С восточной стороны через реку Галис (это примерно середина Турции сегодня) Лидия граничила с Персией, незадолго до этого ставшей мировой державой.

Кастинг оракулов

Крез от избытка счастья задумал воевать с молодой Персией, но перед войной решил спросить у оракула совета — да или нет. Вопрос уперся в выбор предсказателей будущего — их развелось в то время довольно много: дело было прибыльное и востребованное. Крез отправил посланцев ко всем известным прорицательским институтам — и в Египет к Аммону, и в Дельфы к Пифии, и в пещеру Трофония, в ту самую, из которой кто возвращается, тот больше никогда не смеется, и в другие серьезные места. Всем посланцам сказали отсчитать сто дней с момента отъезда и в этот день задать разным оракулам один и тот же вопрос: «Чем конкретно сегодня занят царь Крез?» Все оракулы кроме дельфийского ответили на этот вопрос по привычке туманно. Пифия же продиктовала следующий текст:

Чую вкус черепахи, что варится вместе с ягненком —

Медь вверху, и медь внизу, а они посредине.

Посланцы ничего не поняли, но ответ записали. Крез удивился, так как на сотый день он, действительно, варил в медном котле мясо черепахи вместе с мясом ягненка. Предсказать, что царь будет работать поваром, да еще и готовить такое, мягко говоря, странное блюдо, с его точки зрения никто не мог.

Крез завалил Дельфы деньгами и подарками после чего задал главный вопрос: переходить ли ему через Галис, чтобы воевать с Персией? Оракул ответил:

«Крез, перейдя через Галис, разрушит великое царство».

Место марафонской битвы, инфракрасное фото Арсена Ревазова

Разумно, но неправильно

Крез решил, что великое царство — это Персия. Это была разумная интепретация. Персия тогда занимала территорию современных Ирана, Ирака, восточную половину Турции, Сирии, Иордании, Ливана и Израиля. Лидия (западная половина Турции сегодня) была с его точки зрения существенно меньше и скромнее, поэтому он, вдохновишись оракулом, бодро пошел на Персию войной. Но с точки зрения дельфийского оракула Лидия тоже была великим царством, поэтому с интерпретацией Крез ошибся, а войну проиграл. Кир Ахеминид, царь персов, захватил столицу Лидии Сарды, а Креза, как агрессора, приказал сжечь. Когда костер подожгли, бывший самый богатый и счастливый человек на земле вспомнил о Солоне и прокричал что-то уважительное про Солона. Кир остановил казнь, выяснил в чем дело, расстрогался такому исходу философского спора, простил Креза, и с тех пор Крез стал его лучшим другом и главным советником. В том числе в отношении набиравшей силу греческой цивилизации, потому что победив Лидию, Персия получила как ее правоопреемник и греческие ионийские города.

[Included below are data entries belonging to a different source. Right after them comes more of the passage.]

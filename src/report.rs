use std::fmt;

/// Summary of one analysis run, printed by the binary.
#[derive(Debug, Clone)]
pub struct Report {
    pub cells_reached: usize,
    pub distance_to_end: Option<u32>,
    pub short_jump: u32,
    pub long_jump: u32,
    pub min_saving: u32,
    pub short_count: u64,
    pub long_count: u64,
}

impl fmt::Display for Report {
    fn fmt(&self, f: &mut fmt::Formatter<'_>) -> fmt::Result {
        writeln!(f, "Cells reached: {}", self.cells_reached)?;
        match self.distance_to_end {
            Some(d) => writeln!(f, "Path length to end: {}", d)?,
            None => writeln!(f, "Path length to end: unreachable")?,
        }
        writeln!(
            f,
            "Shortcuts (jump <= {}, saving >= {}): {}",
            self.short_jump, self.min_saving, self.short_count
        )?;
        writeln!(
            f,
            "Shortcuts (jump <= {}, saving >= {}): {}",
            self.long_jump, self.min_saving, self.long_count
        )?;
        Ok(())
    }
}
//! Maze shortcut analysis: compute shortest-path distances over the open
//! cells of a maze, then count cell pairs where jumping straight through
//! the walls would beat walking the maze by a given margin.

pub mod config;
pub mod grid;
pub mod report;
pub mod search;
pub mod shortcuts;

Непонятные варвары в штанах

Но не тут-то было. Города совершенно не были согласны оказаться под властью персов. Одно дело оборонительная ассоциация с цивилизованными эллинизированными лидийцами во главе с образованным интеллигентным царем, другое дело — какие-то непонятные варвары с востока в штанах. Штаны, необходимые для длительной конной езды, особенно возмущали греков. Греки восстали, но персов было в сотни раз больше и они умели воевать, а не торговать. Они быстро по одному захватили все прибрежные ионийские города, приведя их к покорности. Крез объснил Киру, что с греческой демократией и народным собранием власть персов будет постоянно оспариваться, поэтому они отменили демократию и назначили управлять городами тиранов. То есть неизбираемых диктаторов. В каждом городе своего.

Начало войны

Через некоторое время Кир разрешил евреям, угнанным в плен вавилонянами, вернуться на родину, отправился завоевывать скифов и погиб где-то в прикаспийских степях. Его сын Камбиз захватил Египет и присоединил его к персидскому царству, но в процессе допустил святотатство по отношению к богу Апису и умер от легкой царапины, приведшей к гангрене и сепсису. Царем Персии после некоторой неразберихи стал Дарий, который сначала захватил территорию нынешнего Афганистана, Пакистана и часть Индии, а потом понял, что завоевывать кроме скифов и материковой Греции больше некого. Персия превратилась в сверхдержаву.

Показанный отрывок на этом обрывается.